Uforic Food Cafe Torquay

The Blog

Light and lucious – prosciutto and ricotta panini

Posted on

With the Easter Bunny visiting most of us on Sunday, I know I’m feeling like something light for lunch.

Matt and I were chilling on the couch one day watching Giada De Laurentis’ Everyday Italian cooking show. When we saw her whip up this simple dish, we both agreed we had to give it a go. We are both lovers of the good old toasted sanger – this is just a slightly fancier version with prosciutto instead of ham and ricotta instead of your standard cheese. But, it’s just as easy. When Giada did it, she didn’t add tomato – but I like to – along with a bit of baby spinach. Matt prefers the simple version – but the thing I like about it was I never thought of using pita bread in this way. You could really fill it with anything you like.

Because it’s so simple, you can easily whip this up at work for a quick and easy lunch, or on the weekend when you have unexpected guests. Pita bread freezes really well, so it’s easy to always have it on hand.

Prosciutto and Ricotta Panini

  • 2 pita bread rounds
  • 6 slices of prosciutto
  • 1 tomato, sliced
  • 1 cup of baby spinach
  • 200gm of smooth ricotta cheese
  • the juice of half a lemon (or to taste)
  • a pinch of sea salt and ground black pepper

Method

Pre heat your sandwich press until it’s nice and hot.

Lay the pita breads out on your bench.

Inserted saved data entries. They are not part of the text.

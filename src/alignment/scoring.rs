use std::collections::HashSet;

use serde::{Deserialize, Serialize};

use super::lattice::heard_phones;
use crate::types::{AlignmentStep, Frame};

/// How a match step contributes to accuracy.
#[derive(Debug, Clone, Copy, Default, PartialEq, Eq, Serialize, Deserialize)]
#[serde(rename_all = "lowercase")]
pub enum Weighting {
    /// Every match counts as 1.
    #[default]
    Binary,
    /// A match counts as its candidate probability (1 when unknown).
    Probability,
}

/// Matched reference steps over all reference steps (match + miss), as a percentage.
/// Extras do not affect the result. Returns 0 when there are no reference steps.
pub fn accuracy<R, I>(steps: &[AlignmentStep<R, I>], weighting: Weighting) -> f64 {
    let mut matched = 0.0;
    let mut total = 0usize;
    for step in steps {
        match step {
            AlignmentStep::Match { similarity, .. } => {
                total += 1;
                matched += match weighting {
                    Weighting::Binary => 1.0,
                    Weighting::Probability => similarity.unwrap_or(1.0),
                };
            }
            AlignmentStep::Miss { .. } => total += 1,
            AlignmentStep::Extra { .. } => {}
        }
    }
    if total == 0 {
        return 0.0;
    }
    matched / total as f64 * 100.0
}

/// Reference words (symbols separated by `.`) with at least one symbol that no
/// frame offers at or above `threshold`.
pub fn omitted_words(
    reference_words: &[String],
    frames: &[Frame],
    threshold: f32,
    blank: &str,
) -> Vec<String> {
    let heard: HashSet<&str> = frames
        .iter()
        .flat_map(|f| heard_phones(f, threshold, blank))
        .collect();
    reference_words
        .iter()
        .filter(|word| {
            !word
                .split('.')
                .filter(|s| !s.is_empty())
                .all(|symbol| heard.contains(symbol))
        })
        .cloned()
        .collect()
}
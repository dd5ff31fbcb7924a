use crate::config::ScoringConfig;
use crate::transliteration::{PhonemeTables, Transliteration};
use crate::types::{Frame, PhonemeStep};

pub trait Transliterator: Send + Sync {
    fn transliterate(&self, text: &str, tables: &PhonemeTables) -> Transliteration;
}

/// Steps plus the aligner's own total (DTW distance or global score).
#[derive(Debug, Clone, PartialEq)]
pub struct AlignedSteps {
    pub score: f64,
    pub steps: Vec<PhonemeStep>,
}

pub trait SequenceAligner: Send + Sync {
    fn align_steps(&self, reference: &[char], frames: &[Frame], config: &ScoringConfig)
        -> AlignedSteps;
}
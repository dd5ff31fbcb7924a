use std::path::Path;

use crate::config::{AlignerKind, ScoringConfig};
use crate::error::ScoringError;
use crate::pipeline::defaults::{DtwSequenceAligner, HebrewTransliterator, NeedlemanSequenceAligner};
use crate::pipeline::runtime::{ReadingScorer, ReadingScorerParts};
use crate::pipeline::traits::{SequenceAligner, Transliterator};
use crate::transliteration::PhonemeTables;

pub struct ReadingScorerBuilder {
    config: ScoringConfig,
    tables: Option<PhonemeTables>,
    transliterator: Option<Box<dyn Transliterator>>,
    sequence_aligner: Option<Box<dyn SequenceAligner>>,
}

impl ReadingScorerBuilder {
    pub fn new(config: ScoringConfig) -> Self {
        Self {
            config,
            tables: None,
            transliterator: None,
            sequence_aligner: None,
        }
    }

    pub fn with_algorithm(mut self, algorithm: AlignerKind) -> Self {
        self.config.algorithm = algorithm;
        self
    }

    /// Use these tables instead of `tables_path` or the built-in Hebrew tables.
    pub fn with_tables(mut self, tables: PhonemeTables) -> Self {
        self.tables = Some(tables);
        self
    }

    pub fn with_transliterator(mut self, transliterator: Box<dyn Transliterator>) -> Self {
        self.transliterator = Some(transliterator);
        self
    }

    pub fn with_sequence_aligner(mut self, sequence_aligner: Box<dyn SequenceAligner>) -> Self {
        self.sequence_aligner = Some(sequence_aligner);
        self
    }

    pub fn build(self) -> Result<ReadingScorer, ScoringError> {
        self.config.validate()?;

        let tables = match (self.tables, self.config.tables_path.as_deref()) {
            (Some(tables), _) => tables,
            (None, Some(path)) => PhonemeTables::load(Path::new(path))?,
            (None, None) => PhonemeTables::hebrew(),
        };

        let sequence_aligner = self
            .sequence_aligner
            .unwrap_or_else(|| default_aligner(self.config.algorithm));

        Ok(ReadingScorer::from_parts(ReadingScorerParts {
            config: self.config,
            tables,
            transliterator: self
                .transliterator
                .unwrap_or_else(|| Box::new(HebrewTransliterator)),
            sequence_aligner,
        }))
    }
}

fn default_aligner(algorithm: AlignerKind) -> Box<dyn SequenceAligner> {
    match algorithm {
        AlignerKind::Dtw => Box::new(DtwSequenceAligner),
        AlignerKind::Needleman => Box::new(NeedlemanSequenceAligner),
    }
}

In a small bowl, combine the ricotta, lemon, salt and pepper and stir well. Taste it and adjust seasoning to taste.

Spread half the ricotta mixture over half of the pita bread, and then cover it with the sliced tomato, half the baby spinach and prosciutto. Fold the uncovered side of the pita in half, over the ricotta, tomato and prosciutto and then fold it in half again, making the pita a quarter of its original size. Place it in the sandwich press and cook until the filling is hot and the pita is crispy and golden. Repeat the process for the second pita.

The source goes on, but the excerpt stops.